3.3 Doublets verification based on Chromosome X-inactivation expression pattern

The primary fibroblast cells are of a female origin. Thus, in each cell, only one of the two X-chromosomes is active (i.e. Xa) while the other is inactivated. The expression patterns for the subset of hSNPs with substantial evidence are shown in Figure 3A. Most cells (columns) are signified by a single expression pattern that is indicated by Haplotype 1 and Haplotype 2. Only a few cells lean toward biallelic expression pattern over many X-chromosome genes.
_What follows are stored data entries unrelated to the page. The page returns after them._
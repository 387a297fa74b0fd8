//! Decoding a whole cell or update file, and the record arenas features are built from.
//!
//! [`Cell::decode`] runs the record reader over one buffer and turns every
//! data record into a typed [`S57Record`](crate::record::S57Record). Records
//! rejected by the reader are recorded as warnings and skipped; only an
//! unreadable first record or a missing `DSID` fails the buffer.
//!
//! [`RecordStore`] holds feature and vector records in flat arenas keyed by
//! their native identifiers. Update files edit the store; features are
//! materialised from it afterwards.

use crate::ddr::DataDescriptiveRecord;
use crate::error::{ChartError, Result};
use crate::reader::RecordReader;
use crate::record::{
    decode_record, DatasetIdentification, DatasetParameters, DatasetStructure, FeatureRecord,
    S57Record, SpatialRecord, TextLevels, VectorId,
};
use crate::warning::{Severity, WarningCode, WarningCollector};
use indexmap::IndexMap;

/// A decoded base cell or update file.
#[derive(Debug, Clone, PartialEq)]
pub struct Cell {
    /// Data descriptive record, if present
    pub ddr: Option<DataDescriptiveRecord>,
    /// Dataset identification
    pub identification: DatasetIdentification,
    /// Dataset structure information
    pub structure: Option<DatasetStructure>,
    /// Dataset parameters
    pub parameters: Option<DatasetParameters>,
    /// Feature records in file order
    pub features: Vec<FeatureRecord>,
    /// Vector records in file order
    pub spatials: Vec<SpatialRecord>,
}

impl Cell {
    /// Decode one buffer.
    ///
    /// # Errors
    ///
    /// - [`ChartError::UnreadableFirstRecord`] if the first record fails structural validation
    /// - [`ChartError::MissingDatasetIdentity`] if no `DSID` record was decoded
    /// - [`ChartError::Strict`] when strict mode promotes a warning
    pub fn decode(bytes: &[u8], warnings: &mut WarningCollector) -> Result<Self> {
        let mut ddr = None;
        let mut identification = None;
        let mut structure = None;
        let mut parameters = None;
        let mut features = Vec::new();
        let mut spatials = Vec::new();
        let mut levels = TextLevels::default();
        let mut records = 0usize;

        for item in RecordReader::new(bytes) {
            let raw = match item {
                Ok(raw) => raw,
                Err(e) if e.index == 0 => {
                    return Err(ChartError::UnreadableFirstRecord(Box::new(e.error)));
                },
                Err(e) => {
                    warnings.push(Severity::Error, e.code, e.to_string())?;
                    continue;
                },
            };
            records += 1;

            if raw.is_ddr() {
                if ddr.is_none() {
                    ddr = Some(DataDescriptiveRecord::parse(&raw, warnings)?);
                }
                continue;
            }

            match decode_record(&raw, levels, warnings)? {
                Some(S57Record::Identification(id, dssi)) => {
                    if let Some(dssi) = dssi {
                        levels = TextLevels {
                            attf: dssi.attf_level,
                            natf: dssi.natf_level,
                        };
                    }
                    structure = dssi.or(structure);
                    identification.get_or_insert(id);
                },
                Some(S57Record::Parameters(p)) => {
                    parameters.get_or_insert(p);
                },
                Some(S57Record::Feature(f)) => features.push(f),
                Some(S57Record::Spatial(s)) => spatials.push(s),
                None => {},
            }
        }

        let identification = identification.ok_or_else(|| {
            ChartError::MissingDatasetIdentity(format!(
                "no DSID record among {records} readable records"
            ))
        })?;
        tracing::debug!(
            cell = identification.cell_name(),
            records,
            features = features.len(),
            spatials = spatials.len(),
            "decoded cell"
        );

        Ok(Cell {
            ddr,
            identification,
            structure,
            parameters,
            features,
            spatials,
        })
    }
}

/// Flat arenas of feature and vector records.
#[derive(Debug, Clone, Default, PartialEq)]
pub struct RecordStore {
    /// Feature records by `RCID`, in insertion order
    pub features: IndexMap<u32, FeatureRecord>,
    /// Vector records by id, in insertion order
    pub spatials: IndexMap<VectorId, SpatialRecord>,
}

impl RecordStore {
    /// Load the records of a base cell.
    ///
    /// A repeated identifier keeps the first record and is reported as
    /// `DUPLICATE_RECORD`.
    ///
    /// # Errors
    ///
    /// Only returns an error when the collector promotes a warning in strict mode.
    pub fn from_cell(cell: Cell, warnings: &mut WarningCollector) -> Result<Self> {
        let mut store = RecordStore::default();
        for spatial in cell.spatials {
            let id = spatial.id;
            if store.spatials.contains_key(&id) {
                warnings.push(
                    Severity::Warning,
                    WarningCode::DuplicateRecord,
                    format!("{id} appears more than once, keeping the first"),
                )?;
                continue;
            }
            store.spatials.insert(id, spatial);
        }
        for feature in cell.features {
            let rcid = feature.rcid;
            if store.features.contains_key(&rcid) {
                warnings.push_for(
                    rcid,
                    Severity::Warning,
                    WarningCode::DuplicateRecord,
                    format!("feature {rcid} appears more than once, keeping the first"),
                )?;
                continue;
            }
            store.features.insert(rcid, feature);
        }
        Ok(store)
    }

    /// Look up a vector record.
    #[must_use]
    pub fn spatial(&self, id: VectorId) -> Option<&SpatialRecord> {
        self.spatials.get(&id)
    }
}

#[cfg(test)]
mod tests {
    use super::*;
    use crate::record::{Orientation, RecordInstruction, Usage};
    use crate::recovery::RecoveryMode;
    use crate::writer::{CellWriter, RecordFields};

    fn collector() -> WarningCollector {
        WarningCollector::new(RecoveryMode::Permissive, 100)
    }

    fn small_cell() -> CellWriter {
        let mut w = CellWriter::new();
        w.push_ddr();
        w.push(&RecordFields::new(1).dsid(1, "TEST0001", "1", "0", "20240101", 550).dssi(1, 1));
        w.push(&RecordFields::new(2).dspm(1, 2, 12, 12, 10_000, 10_000_000, 10));
        w.push(
            &RecordFields::new(3)
                .vrid(VectorId::isolated_node(1), 1, RecordInstruction::Insert)
                .sg2d(&[(420_000_000, -700_000_000)]),
        );
        w.push(
            &RecordFields::new(4)
                .frid(10, 1, 75, 1, RecordInstruction::Insert)
                .attf(&[(75, "1")])
                .fspt(&[(VectorId::isolated_node(1), Orientation::NotApplicable, Usage::NotApplicable)]),
        );
        w
    }

    #[test]
    fn test_decode_cell() {
        let bytes = small_cell().into_bytes();
        let mut w = collector();
        let cell = Cell::decode(&bytes, &mut w).unwrap();
        assert!(cell.ddr.is_some());
        assert_eq!(cell.identification.cell_name(), "TEST0001");
        assert_eq!(cell.parameters.unwrap().comf, Some(10_000_000));
        assert_eq!(cell.features.len(), 1);
        assert_eq!(cell.spatials.len(), 1);
        assert!(w.is_empty(), "{:?}", w.warnings());
    }

    #[test]
    fn test_unreadable_first_record() {
        let mut bytes = small_cell().into_bytes();
        bytes[0..5].copy_from_slice(b"ABCDE");
        let err = Cell::decode(&bytes, &mut collector()).unwrap_err();
        assert!(matches!(err, ChartError::UnreadableFirstRecord(_)), "{err}");
    }

    #[test]
    fn test_missing_dsid() {
        let mut w = CellWriter::new();
        w.push_ddr();
        w.push(&RecordFields::new(2).dspm(1, 2, 12, 12, 10_000, 10_000_000, 10));
        let err = Cell::decode(&w.into_bytes(), &mut collector()).unwrap_err();
        assert!(matches!(err, ChartError::MissingDatasetIdentity(_)));
    }

    #[test]
    fn test_corrupt_record_is_skipped() {
        let mut writer = small_cell();
        writer.push_raw(b"00099 X     00030   3404garbage\x1e");
        let bytes = writer.into_bytes();
        let mut w = collector();
        let cell = Cell::decode(&bytes, &mut w).unwrap();
        assert_eq!(cell.features.len(), 1);
        assert_eq!(w.count(WarningCode::RecordSkipped), 1);
    }

    #[test]
    fn test_duplicate_feature_keeps_first() {
        let mut writer = small_cell();
        writer.push(
            &RecordFields::new(5)
                .frid(10, 1, 17, 1, RecordInstruction::Insert)
                .fspt(&[(VectorId::isolated_node(1), Orientation::NotApplicable, Usage::NotApplicable)]),
        );
        let mut w = collector();
        let cell = Cell::decode(&writer.into_bytes(), &mut w).unwrap();
        let store = RecordStore::from_cell(cell, &mut w).unwrap();
        assert_eq!(store.features.len(), 1);
        assert_eq!(store.features[&10].objl, 75);
        assert_eq!(w.count(WarningCode::DuplicateRecord), 1);
    }
}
Based on hierarchical clustering of the cells, the cells that are suspicions as doublets are clustered in the leftmost subtree and on the leftmost leaf of the other two subtrees. The distribution of the AR* values for all 163 cells is shown in Figure 3B. AR*=0 means monoallelic X-chromosome expression, and the higher the AR*, the higher the biallelic expression is. Applying a natural threshold that separates cells with monoallelic and biallelic patterns (the striped line at AR*=0.05) allows focusing on cells that cross the threshold (eight cells). These cells are marked as cell doublet candidates. Notably, these suspicious eight cells are also signified by a higher BAR values for the 104 (Mann–Whitney U test P-value =2.94e−4) and 59 (Mann–Whitney U test P-value =0.023) cells.

Fig. 3.

Validation of cell doublets according to X-chromosome allelic specific pattern. Dataset is a combined collection of human fibroblasts (163 cells). (A) A matrix of AR values of cells (columns) and hSNPs (rows) is shown (without simulation). Only high-support hSNPs are included (see Section 2). Gene names are listed according to their chromosomal order (right). The hSNPs are colored from blue (AR=0, Ref allele) to orange (AR=1, Alt allele), with darker colors marking biallelic expression. A hierarchical clustering of the cells indicates two main haplotypic origin (Haplotypes 1 and 2). The arrows and the circles above the branches of the clustering tree indicate cells with strong biallelic expression across the X-chromosome. (B) Histogram of cells as in (A), by their AR* values. AR*=0 indicates monoallelic X-chromosome expression, and larger value marks a higher biallelic expression level. The dashed line is a natural threshold separating X-inactivated monoallelic from biallelic expressed hSNPs. (C, D) Scatter plots show the success of detecting singlets from doubles following a single simulated set for the 104 cells (C) and 59 cells (D). Symbols correspond to singlets as circles and doublets as squares. A cell is marked by x if it was validated as a doublet on the background of the X-inactivated status (as in A, B). Dark orange marks cells that were identified by the GMM classifier (see Section 2) as doubles

3.4 Unsupervised identification of doublets for the fibroblast scRNA-seq data

GMM was used to separate singles from doubles. For the means of the 100 simulations, the separation between the singles and the doubles means reached 100% accuracy. For an illustrative of a single simulation run the mean BAR (x-axis) of each cell is plotted with the number of genes that are expressed in biallelic positions (y-axis, Fig. 3C and D). The scatter-plots symbols represent cells that are singlets, candidate cell doublets according to Chromosome X biallelic expression, and artificial doublets that are created by in silico simulations for the two fibroblast cell collections (104 and 59 cells based on PCR protocol for 22 and 12 cycles, respectively). Cells that were predicted as doublets by the GMM (whether true or false) are shown (dark orange). It is evident that most doublets and the Chromosome X candidate doublets have relatively high BAR values and are classified as doublets. For the 104 single-cells dataset, all simulated doublets (total 5) were identified (average of 5, SD of 0, with 100% detection rate), and 3/6 (average of 2.28, SD of 0.54, with 38% detection rate) of the cell candidates by X biallelic expression were identified. For the 59 cells, all 3 simulated doublets were identified (average of 2.84, SD of 0.62, with 94.66% detection rate) and 50% of the cell candidate doublets (average of 1.32, SD of 0.69, with 66% detection rate) according to the Chromosome X biallelic expression were correctly identified.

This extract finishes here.